Inflammation was a potential cause of many eye diseases, including age-related macular degeneration (AMD), autoimmune uveitis, glaucoma and diabetic retinopathy [15]. RPE cells were invaded by various inflammatory mediators and infectious factors because of their crucial position and physiological activity [16]. The inflammation of the RPE cells could finally lead to the occurrence and development of the AMD. AMD was the leading cause for the loss of vision in older people group [17]. On the other hand, ROCK1 and ROCK2 played a critical role in regulating endothelial function. It was clear that the ROCK pathway could lead to the dysfunction of endothelium by activating the NF-κB, therefore the higher levels of ROCK1 and ROCK2 were associated with the occurrence and development of inflammation injury [18, 19]. However, ripasudil which was used as a drug for the treatment of glaucoma in Japan was also one of the inhibitors of ROCK1 and ROCK2 [20]. And some research revealed that the ripasudil could alleviate the LPS-induced inflammation and apoptosis of pulmonary microvascular endothelial cells [11]. Furthermore, the study also showed that the ripasudil hydrochloride hydrate could relieve the inflammation and intraocular hypertension [21]. In our study, we found that the stimulation of LPS led to the upregulation of ROCK1 and ROCK2 while the treatment of ripasudil inhibited the expression of TNF-α, MCP-1, IL-6, ROCK1 and ROCK2. Meanwhile, treatment with ripasudil also decreased the apoptosis rates and increased cell viability of these cells. These results indicated that the ripasudil protected the RPE cells from the LPS-induced inflammation. The results also suggested that the ripasudil maybe protected the RPE cells from inflammation by targeting ROCK1 and ROCK2. Therefore, we designed the experiments to further detect the mechanism of ripasudil therapy.

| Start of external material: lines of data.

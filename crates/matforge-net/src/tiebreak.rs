//! Seeded targets for the tie-break objective.

use rand::rngs::StdRng;
use rand::{Rng, RngCore, SeedableRng};

/// Draws one uniform target in `[0, q)` per unknown.
///
/// The stream depends only on the seed and the number of draws so far, so a
/// construction replays exactly under the same seed.
#[derive(Debug, Clone)]
pub struct TieBreakSampler {
    rng: StdRng,
    draws: u64,
}

impl TieBreakSampler {
    pub fn new(seed: u64) -> Self {
        Self {
            rng: StdRng::seed_from_u64(seed),
            draws: 0,
        }
    }

    /// Uniform value in `[0, order)`.
    pub fn sample(&mut self, order: u32) -> i64 {
        self.draws += 1;
        i64::from(self.rng.gen_range(0..order.max(1)))
    }

    /// Discard `count` raw engine draws (one `u32` each).
    ///
    /// These are not samples: one `sample` may consume more than one draw.
    pub fn burn_in(&mut self, count: u64) {
        for _ in 0..count {
            self.rng.next_u32();
        }
        self.draws += count;
    }

    pub fn draws(&self) -> u64 {
        self.draws
    }
}

#[cfg(test)]
mod tests {
    use super::*;

    #[test]
    fn same_seed_same_stream() {
        let mut a = TieBreakSampler::new(133_742);
        let mut b = TieBreakSampler::new(133_742);
        let left: Vec<_> = (0..32).map(|_| a.sample(7)).collect();
        let right: Vec<_> = (0..32).map(|_| b.sample(7)).collect();
        assert_eq!(left, right);
        assert!(left.iter().all(|value| (0..7).contains(value)));
        assert_eq!(a.draws(), 32);
    }

    #[test]
    fn burn_in_shifts_the_stream() {
        let mut plain = TieBreakSampler::new(1);
        let mut burned = TieBreakSampler::new(1);
        burned.burn_in(5);
        let plain: Vec<_> = (0..16).map(|_| plain.sample(1 << 20)).collect();
        let burned: Vec<_> = (0..16).map(|_| burned.sample(1 << 20)).collect();
        assert_ne!(plain, burned);
    }

    #[test]
    fn burn_in_discards_raw_engine_draws() {
        let mut sampler = TieBreakSampler::new(5);
        sampler.burn_in(3);

        let mut rng = StdRng::seed_from_u64(5);
        for _ in 0..3 {
            rng.next_u32();
        }
        let expected: Vec<i64> = (0..8).map(|_| i64::from(rng.gen_range(0..7u32))).collect();
        let actual: Vec<i64> = (0..8).map(|_| sampler.sample(7)).collect();
        assert_eq!(actual, expected);
        assert_eq!(sampler.draws(), 11);
    }
}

Moreover, there is research revealed that miR-136-5p suppressed the inflammatory response which was induced by the cerebral ischemia/reperfusion [12]. The prediction results of targetscan showed that miR-136-5p may target and regulate the expression of ROCK1 and ROCK2. In this study, we found that the miR-136-5p targeted the promoter region of ROCK1 and ROCK2. The expression of ROCK1 and ROCK2 was promoted after the inhibition of miR-136-5p. Furthermore, the levels of miR-136-5p were downregulated after the stimulation of LPS and the expression of miR-136-5p was rescued after the treatment of ripasudil. These results indicated that the ripasudil relieved the inflammation damage by upregulating of the miR-136-5p and the higher levels of miR-136-5p targeted and suppressed the levels of ROCK1 and ROCK2.

The NLRP3/ASC/pro-caspase1 was a protein complex that came into being during the process of inflammatory response [14]. The formation of this complex would lead to the production of active caspase-1. After that the active caspase-1 could lead to the upregulation of IL-1β and IL-18. Finally, the higher levels of IL-1β and IL-18 induced the inflammatory response and apoptosis of cells [14, 22, 23]. Furthermore, there is research revealed that the inhibition of ROCK1 and ROCK2 greatly restricted the expression of NLRP3 and therefore suppressed the inflammation which was induced by the higher levels of NLRP3 [24]. In our study, we discovered that the treatment of ripasudil relieved the upregulation of NLRP3, ASC, caspase1, IL-1β and IL-18. After the suppression of miR-136-5p, the levels of these proteins were rescued. Therefore, all the results in this paper implied that the treatment of ripasudil alleviated the inflammation damage of RPE cells by enhancing the level of miR-136-5p, therefore inhibiting the expression of ROCK1, ROCK2, NLRP3, ASC, caspase1, IL-1β and IL-18. Finally, the release of inflammatory factors declined and the inflammatory injury was relieved. Our study also provided the new approach and target for the treatment of eye diseases, which were caused by the inflammation of RPE cells.

Conclusion

Above all, in this study we revealed that the application of ripasudil alleviated the inflammatory injury of RPE cells by upregulating miR-136-5p and suppressing the expression of ROCK1, ROCK2, NLRP3, ASC and caspase1. And this research could provide the new target for the clinic treatment of the inflammation of RPE cells.